DESCRIPTION OF THE TASK -
Reproduce the lines of the listing exactly, beginning at the top, until the line with "use log::info;" has been reproduced too.

DATA FOR REVIEW -
//! Remote database retrieval
//!
//! Test databases usually live on the lab machine that ran the test. A
//! [`RemoteFetcher`] copies one remote file to a local path; the fetched
//! database is then registered in the local catalog.

use std::fs;
use std::path::{Path, PathBuf};
use log::info;

use labreport_core::database::validate_database_path;
use labreport_core::DatabaseCatalog;

use crate::credentials::Credential;
use crate::error::{ClientError, Result};

/// Copies a remote file to the local filesystem
#[cfg_attr(test, mockall::automock)]
pub trait RemoteFetcher {
    /// Fetch `remote_path` from the host of `credential` into `local_path`
    fn fetch(&self, credential: &Credential, remote_path: &str, local_path: &Path) -> Result<()>;
}

/// Last component of a remote path, accepting both `/` and `\` separators
pub fn remote_file_name(remote_path: &str) -> Option<&str> {
    remote_path
        .rsplit(|c| c == '/' || c == '\\')
        .next()
        .filter(|name| !name.is_empty())
}

/// Fetch a remote database into `databases_dir` and add it to `catalog`
pub fn fetch_into_catalog(
    fetcher: &dyn RemoteFetcher,
    credential: &Credential,
    remote_path: &str,
    databases_dir: &Path,
    catalog: &mut DatabaseCatalog,
) -> Result<PathBuf> {
    let name = remote_file_name(remote_path)
        .ok_or_else(|| ClientError::Remote(format!("no file name in remote path {:?}", remote_path)))?;
    let local_path = databases_dir.join(name);
    validate_database_path(&local_path)?;

    fs::create_dir_all(databases_dir)?;
    fetcher.fetch(credential, remote_path, &local_path)?;
    catalog.add(&local_path)?;

    info!("Fetched {} from {} to {}", remote_path, credential.host, local_path.display());
    Ok(local_path)
}

#[cfg(feature = "sftp")]
pub use sftp::SftpFetcher;

#[cfg(feature = "sftp")]
mod sftp {
    use std::fs::File;
    use std::io;
    use std::net::TcpStream;
    use std::path::Path;
    use log::debug;
    use ssh2::Session;

    use super::RemoteFetcher;
    use crate::credentials::Credential;
    use crate::error::{to_remote_error, Result};

    /// Default SSH port
    pub const DEFAULT_PORT: u16 = 22;

    /// Fetches files over SFTP with password authentication
    #[derive(Debug, Clone)]
    pub struct SftpFetcher {
        port: u16,
    }

    impl SftpFetcher {
        /// Fetcher using the default SSH port
        pub fn new() -> Self {
            SftpFetcher { port: DEFAULT_PORT }
        }

        /// Fetcher using `port` when the host has none
        pub fn with_port(port: u16) -> Self {
            SftpFetcher { port }
        }

        fn address(&self, host: &str) -> String {
            if host.contains(':') {
                host.to_string()
            } else {
                format!("{}:{}", host, self.port)
            }
        }
    }

    impl Default for SftpFetcher {
        fn default() -> Self {
            Self::new()
        }
    }

    impl RemoteFetcher for SftpFetcher {
        fn fetch(&self, credential: &Credential, remote_path: &str, local_path: &Path) -> Result<()> {
            let address = self.address(&credential.host);
            debug!("Connecting to {} as {}", address, credential.username);

            let tcp = TcpStream::connect(&address)?;
            let mut session = Session::new().map_err(to_remote_error)?;
            session.set_tcp_stream(tcp);
            session.handshake().map_err(to_remote_error)?;
            session
                .userauth_password(&credential.username, &credential.password)
                .map_err(to_remote_error)?;

            let sftp = session.sftp().map_err(to_remote_error)?;
            let mut remote = sftp.open(Path::new(remote_path)).map_err(to_remote_error)?;
            let mut local = File::create(local_path)?;
            let bytes = io::copy(&mut remote, &mut local)?;

            debug!("Transferred {} bytes from {}", bytes, remote_path);
            Ok(())
        }
    }
}

#[cfg(test)]
mod tests {
    use super::*;
    use mockall::predicate::*;
    use tempfile::TempDir;

    #[test]
    fn test_remote_file_name() {
        assert_eq!(remote_file_name(r"C:\Users\lab\Desktop\db\MFI.db"), Some("MFI.db"));
        assert_eq!(remote_file_name("/srv/lab/VICAT.sqlite"), Some("VICAT.sqlite"));
        assert_eq!(remote_file_name("MFI.db"), Some("MFI.db"));
        assert_eq!(remote_file_name("/srv/lab/"), None);
    }

    #[test]
    fn test_fetch_into_catalog() {
        let dir = TempDir::new().unwrap();
        let databases = dir.path().join("databases");
        let credential = Credential::new("10.0.0.5", "lab", "pw");

        let mut fetcher = MockRemoteFetcher::new();
        fetcher
            .expect_fetch()
            .with(always(), eq(r"C:\db\MFI.db"), always())
            .times(1)
            .returning(|_, _, local| {
                fs::write(local, b"SQLite format 3\0")?;
                Ok(())
            });

        let mut catalog = DatabaseCatalog::new();
        let path = fetch_into_catalog(&fetcher, &credential, r"C:\db\MFI.db", &databases, &mut catalog).unwrap();
        assert_eq!(path, databases.join("MFI.db"));
        assert!(path.exists());
        assert_eq!(catalog.len(), 1);
    }

    #[test]
    fn test_fetch_failure_leaves_catalog_untouched() {
        let dir = TempDir::new().unwrap();
        let credential = Credential::new("10.0.0.5", "lab", "pw");

        let mut fetcher = MockRemoteFetcher::new();
        fetcher
            .expect_fetch()
            .returning(|_, _, _| Err(ClientError::Remote("authentication failed".to_string())));

        let mut catalog = DatabaseCatalog::new();
        let err = fetch_into_catalog(&fetcher, &credential, "/srv/MFI.db", dir.path(), &mut catalog).unwrap_err();
        assert!(matches!(err, ClientError::Remote(_)));
        assert!(catalog.is_empty());
    }

    #[test]
    fn test_non_database_is_rejected_before_transfer() {
        let dir = TempDir::new().unwrap();
        let credential = Credential::new("10.0.0.5", "lab", "pw");
        let mut fetcher = MockRemoteFetcher::new();
        fetcher.expect_fetch().times(0);

        let mut catalog = DatabaseCatalog::new();
        let err = fetch_into_catalog(&fetcher, &credential, "/srv/notes.txt", dir.path(), &mut catalog).unwrap_err();
        assert!(matches!(err, ClientError::Core(_)));
    }
}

THE ANSWER -
//! Remote database retrieval
//!
//! Test databases usually live on the lab machine that ran the test. A
//! [`RemoteFetcher`] copies one remote file to a local path; the fetched
//! database is then registered in the local catalog.

use std::fs;
use std::path::{Path, PathBuf};
use log::info;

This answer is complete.